Помогать ей не должно — такова вековая крестьянская мудрость, и Тургенев, разумеется, согласен с ней. Еще недавно, минувшей осенью, рассуждая о покончившей с собой в Париже молодой актрисе Юлии Фейгиной, он писал Марии Савиной, игравшей в его пьесах главные роли, о легкости, «с которой русские люди решаются на самоубийство». С явным осуждением писал — с мягким, сугубо тургеневским, но осуждением. А теперь, как сказано в одном из его стихотворений в прозе, — теперь сам «лелеял мысль... о самоубийстве».

Лелеял, да, но как воплотить ее в жизнь, будучи физически совершенно беспомощным?

Он придумал.
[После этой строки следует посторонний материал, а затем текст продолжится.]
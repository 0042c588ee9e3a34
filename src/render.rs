use crate::config;
use crate::game::Notice;
use crate::grid::Position;
use crate::solar;
use crate::state::GameState;
use crate::utils;
use macroquad::prelude::*;

const GRID_LINE_THICKNESS: f32 = 1.0;
const ROBOT_RADIUS_FRACTION: f32 = 0.36;
const DIRT_RADIUS_FRACTION: f32 = 0.22;
const TRAIL_MAX_ALPHA: f32 = 0.8;
const BATTERY_SEGMENTS: i32 = 10;

// Battery bar gradient: red when nearly flat, through yellow, to green.
fn battery_gradient_color(ratio: f32) -> Color {
    let green = Color::new(0.20, 0.85, 0.30, 1.0);
    let yellow = Color::new(0.95, 0.85, 0.20, 1.0);
    let red = Color::new(0.90, 0.20, 0.15, 1.0);
    if ratio > 0.5 {
        utils::lerp_color(yellow, green, (ratio - 0.5) * 2.0)
    } else {
        utils::lerp_color(red, yellow, ratio * 2.0)
    }
}

fn faded_color(mut color: Color, alpha: f32) -> Color {
    color.a *= alpha;
    color
}

// Handles rendering the game state using macroquad
pub struct Renderer {
    tile: f32,
    board_px: f32,
    window_height: f32,
}

impl Renderer {
    pub fn new(grid_size: i32, tile_size: i32) -> Self {
        let tile = tile_size as f32;
        let board_px = grid_size as f32 * tile;
        Renderer {
            tile,
            board_px,
            window_height: board_px.max(config::MIN_WINDOW_HEIGHT as f32),
        }
    }

    /// Total window size for this board: the grid plus the side panel.
    pub fn window_size(&self) -> (f32, f32) {
        (
            self.board_px + config::UI_PANEL_WIDTH as f32,
            self.window_height,
        )
    }

    pub fn draw_frame(&self, state: &GameState, banner: Option<&str>, notices: &[Notice]) {
        clear_background(Color::from_rgba(24, 26, 34, 255));

        self.draw_board_background(state);
        self.draw_sunbeam(state);
        self.draw_trail(state);
        self.draw_dirt(state);
        self.draw_obstacles(state);
        self.draw_grid_lines(state);
        self.draw_robot(state);
        self.draw_ui_panel(state);
        self.draw_notices(notices);

        if let Some(msg) = banner {
            self.draw_banner(msg);
        }
    }

    fn cell_origin(&self, cell: Position) -> Vec2 {
        Vec2::new(cell.x as f32 * self.tile, cell.y as f32 * self.tile)
    }

    fn cell_center(&self, cell: Position) -> Vec2 {
        self.cell_origin(cell) + Vec2::splat(self.tile / 2.0)
    }

    fn draw_board_background(&self, _state: &GameState) {
        draw_rectangle(
            0.0,
            0.0,
            self.board_px,
            self.board_px,
            Color::from_rgba(32, 35, 46, 255),
        );
    }

    // Gold wash over the lit cells, plus a small disc marking the sun's
    // center column.
    fn draw_sunbeam(&self, state: &GameState) {
        for x in 0..state.grid_size {
            let cell = Position::new(x, 0);
            if solar::is_lit(cell, state.sun) {
                let origin = self.cell_origin(cell);
                draw_rectangle(
                    origin.x,
                    origin.y,
                    self.tile,
                    self.tile,
                    Color::from_rgba(255, 215, 90, 70),
                );
            }
        }
        let sun_center = self.cell_center(Position::new(state.sun, 0));
        draw_circle(sun_center.x, sun_center.y - self.tile * 0.26, self.tile * 0.14, GOLD);
    }

    // Visited cells fade from a faint green (oldest) to pale yellow
    // (newest), the alpha rising with recency.
    fn draw_trail(&self, state: &GameState) {
        let old = Color::from_rgba(150, 230, 175, 255);
        let new = Color::from_rgba(243, 246, 140, 255);
        let len = state.path.len();
        for (index, cell) in state.path.iter().enumerate() {
            let t = (index + 1) as f32 / len as f32;
            let color = faded_color(utils::lerp_color(old, new, t), t * TRAIL_MAX_ALPHA);
            let origin = self.cell_origin(*cell);
            draw_rectangle(origin.x, origin.y, self.tile, self.tile, color);
        }
    }

    fn draw_dirt(&self, state: &GameState) {
        for cell in &state.dirt {
            let center = self.cell_center(*cell);
            draw_circle(
                center.x,
                center.y,
                self.tile * DIRT_RADIUS_FRACTION,
                Color::from_rgba(139, 69, 19, 255),
            );
            draw_circle(
                center.x - self.tile * 0.12,
                center.y - self.tile * 0.10,
                self.tile * 0.07,
                Color::from_rgba(100, 50, 14, 255),
            );
        }
    }

    fn draw_obstacles(&self, state: &GameState) {
        let inset = self.tile * 0.08;
        for cell in &state.obstacles {
            let origin = self.cell_origin(*cell);
            draw_rectangle(
                origin.x + inset,
                origin.y + inset,
                self.tile - 2.0 * inset,
                self.tile - 2.0 * inset,
                Color::from_rgba(120, 124, 134, 255),
            );
            draw_rectangle_lines(
                origin.x + inset,
                origin.y + inset,
                self.tile - 2.0 * inset,
                self.tile - 2.0 * inset,
                2.0,
                Color::from_rgba(80, 84, 94, 255),
            );
        }
    }

    fn draw_grid_lines(&self, state: &GameState) {
        let line_color = Color::from_rgba(60, 64, 76, 255);
        for i in 0..=state.grid_size {
            let offset = i as f32 * self.tile;
            draw_line(
                offset,
                0.0,
                offset,
                self.board_px,
                GRID_LINE_THICKNESS,
                line_color,
            );
            draw_line(
                0.0,
                offset,
                self.board_px,
                offset,
                GRID_LINE_THICKNESS,
                line_color,
            );
        }
    }

    // Round body with a white heading bar, like a top-down vacuum.
    fn draw_robot(&self, state: &GameState) {
        let center = self.cell_center(state.robot);
        let radius = self.tile * ROBOT_RADIUS_FRACTION;
        let body_color = Color::from_rgba(64, 120, 200, 255);

        draw_circle(center.x, center.y, radius, body_color);
        draw_circle_lines(center.x, center.y, radius, 2.0, Color::from_rgba(30, 60, 110, 255));

        let (dx, dy) = state.facing.delta();
        let tip = center + Vec2::new(dx as f32, dy as f32) * radius * 0.75;
        draw_line(center.x, center.y, tip.x, tip.y, 3.0, WHITE);
    }

    fn draw_ui_panel(&self, state: &GameState) {
        let panel_x = self.board_px;
        let panel_width = config::UI_PANEL_WIDTH as f32;
        let padding = 10.0;
        let mut y = 30.0;

        // Panel background (dark indigo)
        draw_rectangle(
            panel_x,
            0.0,
            panel_width,
            self.window_height,
            Color::from_rgba(20, 20, 50, 255),
        );

        draw_text("SUNVAC", panel_x + padding, y, 26.0, GOLD);
        y += 34.0;

        draw_text(
            &format!("Level {}", state.level),
            panel_x + padding,
            y,
            20.0,
            WHITE,
        );
        y += 24.0;
        draw_text(
            &format!("Score {}", state.score),
            panel_x + padding,
            y,
            20.0,
            WHITE,
        );
        y += 24.0;
        draw_text(
            &format!("Dirt left {}", state.dirt.len()),
            panel_x + padding,
            y,
            20.0,
            WHITE,
        );
        y += 32.0;

        // Battery readout: label, segmented gradient bar, charge indicator
        draw_text("Battery", panel_x + padding, y, 16.0, LIGHTGRAY);
        let value_text = format!("{}%", state.battery);
        let value_dims = measure_text(&value_text, None, 16, 1.0);
        draw_text(
            &value_text,
            panel_x + panel_width - padding - value_dims.width,
            y,
            16.0,
            LIGHTGRAY,
        );
        y += 8.0;

        let bar_x = panel_x + padding;
        let bar_width = panel_width - 2.0 * padding;
        let bar_height = 10.0;
        let ratio = state.battery as f32 / config::BATTERY_MAX as f32;
        draw_rectangle(bar_x, y, bar_width, bar_height, Color::from_rgba(44, 48, 60, 255));

        let segment_gap = 2.0;
        let total_gap = segment_gap * (BATTERY_SEGMENTS - 1) as f32;
        let segment_width = (bar_width - total_gap) / BATTERY_SEGMENTS as f32;
        let filled = (ratio * BATTERY_SEGMENTS as f32).ceil() as i32;
        for i in 0..filled {
            let segment_x = bar_x + (segment_width + segment_gap) * i as f32;
            let segment_ratio = (i + 1) as f32 / BATTERY_SEGMENTS as f32;
            // The last segment may be partial
            let width = if i == filled - 1 {
                (bar_width * ratio) - ((segment_width + segment_gap) * i as f32)
            } else {
                segment_width
            }
            .max(0.0)
            .min(segment_width);
            draw_rectangle(
                segment_x,
                y,
                width,
                bar_height,
                battery_gradient_color(segment_ratio),
            );
        }
        y += bar_height + 18.0;

        if solar::is_lit(state.robot, state.sun) {
            draw_text("CHARGING", panel_x + padding, y, 16.0, GOLD);
        }

        // Key help pinned to the bottom
        let mut help_y = self.window_height - 78.0;
        for line in [
            "W / Up      forward",
            "A / Left    turn left",
            "D / Right   turn right",
            "Esc         quit",
        ] {
            draw_text(line, panel_x + padding, help_y, 14.0, LIGHTGRAY);
            help_y += 18.0;
        }
    }

    // Transient messages stack up from the bottom-left corner of the board
    // and fade out as they age.
    fn draw_notices(&self, notices: &[Notice]) {
        let mut y = self.board_px - 16.0;
        for notice in notices.iter().rev() {
            let alpha = (1.0 - notice.age / config::NOTICE_TTL_SECS).clamp(0.0, 1.0);
            let dims = measure_text(&notice.text, None, 18, 1.0);
            draw_rectangle(
                8.0,
                y - 16.0,
                dims.width + 12.0,
                22.0,
                faded_color(Color::from_rgba(0, 0, 0, 170), alpha),
            );
            draw_text(
                &notice.text,
                14.0,
                y,
                18.0,
                faded_color(WHITE, alpha),
            );
            y -= 26.0;
        }
    }

    fn draw_banner(&self, msg: &str) {
        let rect_width = (self.board_px * 0.8).max(260.0);
        let rect_height = 100.0;
        let x = (self.board_px / 2.0) - (rect_width / 2.0);
        let y = (self.board_px / 2.0) - (rect_height / 2.0);
        draw_rectangle(x, y, rect_width, rect_height, Color::from_rgba(0, 0, 0, 190));
        draw_rectangle_lines(x, y, rect_width, rect_height, 2.0, GOLD);

        let font_size = 30.0;
        let text_dims = measure_text(msg, None, font_size as u16, 1.0);
        let text_x = x + (rect_width - text_dims.width) / 2.0;
        let text_y = y + rect_height / 2.0;
        draw_text(msg, text_x, text_y, font_size, WHITE);

        let hint = "Next level starting...";
        let hint_size = 16.0;
        let hint_dims = measure_text(hint, None, hint_size as u16, 1.0);
        let hint_x = x + (rect_width - hint_dims.width) / 2.0;
        draw_text(hint, hint_x, y + rect_height - 18.0, hint_size, LIGHTGRAY);
    }

    pub fn window_should_close() -> bool {
        is_key_down(KeyCode::Escape) || is_quit_requested()
    }
}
И даже попытался свой нехитрый план осуществить.

На одной из страниц своего дневника (как раз из числа тех немногих, которые сохранились) Тургенев, перечисляя гостей, которые побывали у него за день, записывает: «Очень интересная девица — врач Скворцова». Кто такая? И в каком смысле интересная? Человека мучают боли, он готовится к сложной операции и уже, мало-помалу, к смерти, так что до девиц ли тут, пусть даже и интересных! Но здесь случай действительно уникальный.

Надежда Кузьминична Скворцова-Михайловская — врач-психиатр, ученица знаменитого профессора Шарко, под руководством которого она защитила диссертацию. Тургенев прочитал об этом в газетах, и ему захотелось ознакомиться с ее работой. Доктор Скворцова сочла за честь самолично отвезти диссертацию создателю образа доктора Базарова. Тогда-то и появилась в дневнике та самая запись. Но то был первый визит ученицы Шарко к больному писателю. Затем, несколько месяцев спустя, последовал еще один, по его прямой просьбе — об этом визите рассказала в своих воспоминаниях сама Надежда Кузьминична.

«Он лежал на механической кровати с двойным дном. Верхняя часть поднималась на винтах, так как больной не мог двигаться. Он попросил меня сесть и объяснил, зачем позвал меня». А дальше следуют записанные ею слова Тургенева: «Видите, в каком я положении. Страдаю невыносимо. Помочь мне не могут, кто бы ни лечил меня. Я человек неверующий и считаю себя вправе распоряжаться своей жизнью. Прошу вас, дайте мне отраву, чтобы прекратить мои мучения».